> **PROBLEM REQUIREMENTS**:
Every line below that holds the word "copied" must be listed.

> **SUPPLIED MATERIAL**:

* * * * *

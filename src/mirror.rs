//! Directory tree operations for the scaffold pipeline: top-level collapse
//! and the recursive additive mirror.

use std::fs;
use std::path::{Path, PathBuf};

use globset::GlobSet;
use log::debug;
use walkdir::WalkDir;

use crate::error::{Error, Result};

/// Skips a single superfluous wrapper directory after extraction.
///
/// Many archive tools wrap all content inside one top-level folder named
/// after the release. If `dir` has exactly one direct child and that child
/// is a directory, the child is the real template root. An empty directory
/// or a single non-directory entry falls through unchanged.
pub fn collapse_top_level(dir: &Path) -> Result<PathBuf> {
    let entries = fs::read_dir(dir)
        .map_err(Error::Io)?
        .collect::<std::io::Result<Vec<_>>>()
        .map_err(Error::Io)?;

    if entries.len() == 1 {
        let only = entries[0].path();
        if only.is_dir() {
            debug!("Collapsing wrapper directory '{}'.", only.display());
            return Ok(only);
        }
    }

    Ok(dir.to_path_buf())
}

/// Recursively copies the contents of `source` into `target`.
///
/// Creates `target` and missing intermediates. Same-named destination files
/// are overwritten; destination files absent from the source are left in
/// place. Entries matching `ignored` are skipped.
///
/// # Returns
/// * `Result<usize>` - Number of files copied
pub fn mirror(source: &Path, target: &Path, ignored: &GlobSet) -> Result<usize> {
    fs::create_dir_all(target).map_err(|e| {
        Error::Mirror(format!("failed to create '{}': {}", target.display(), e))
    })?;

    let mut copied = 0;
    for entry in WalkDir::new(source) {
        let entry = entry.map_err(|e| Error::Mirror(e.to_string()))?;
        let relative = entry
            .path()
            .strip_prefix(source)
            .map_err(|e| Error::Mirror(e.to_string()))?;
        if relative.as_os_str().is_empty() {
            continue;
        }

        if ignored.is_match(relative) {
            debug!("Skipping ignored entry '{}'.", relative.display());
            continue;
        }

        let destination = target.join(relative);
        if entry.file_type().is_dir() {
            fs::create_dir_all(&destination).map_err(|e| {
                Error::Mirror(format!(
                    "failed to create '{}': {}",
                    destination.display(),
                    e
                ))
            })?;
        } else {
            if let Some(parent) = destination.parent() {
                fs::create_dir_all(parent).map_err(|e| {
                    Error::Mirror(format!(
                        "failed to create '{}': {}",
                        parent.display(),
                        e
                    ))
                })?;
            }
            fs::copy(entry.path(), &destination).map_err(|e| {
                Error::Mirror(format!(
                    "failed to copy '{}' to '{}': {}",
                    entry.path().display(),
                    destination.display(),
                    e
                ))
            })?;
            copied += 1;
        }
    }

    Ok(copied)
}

* * * * *

> **TASK RESULT**:
/// * `Result<usize>` - Number of files copied
    let mut copied = 0;
            copied += 1;
    Ok(copied)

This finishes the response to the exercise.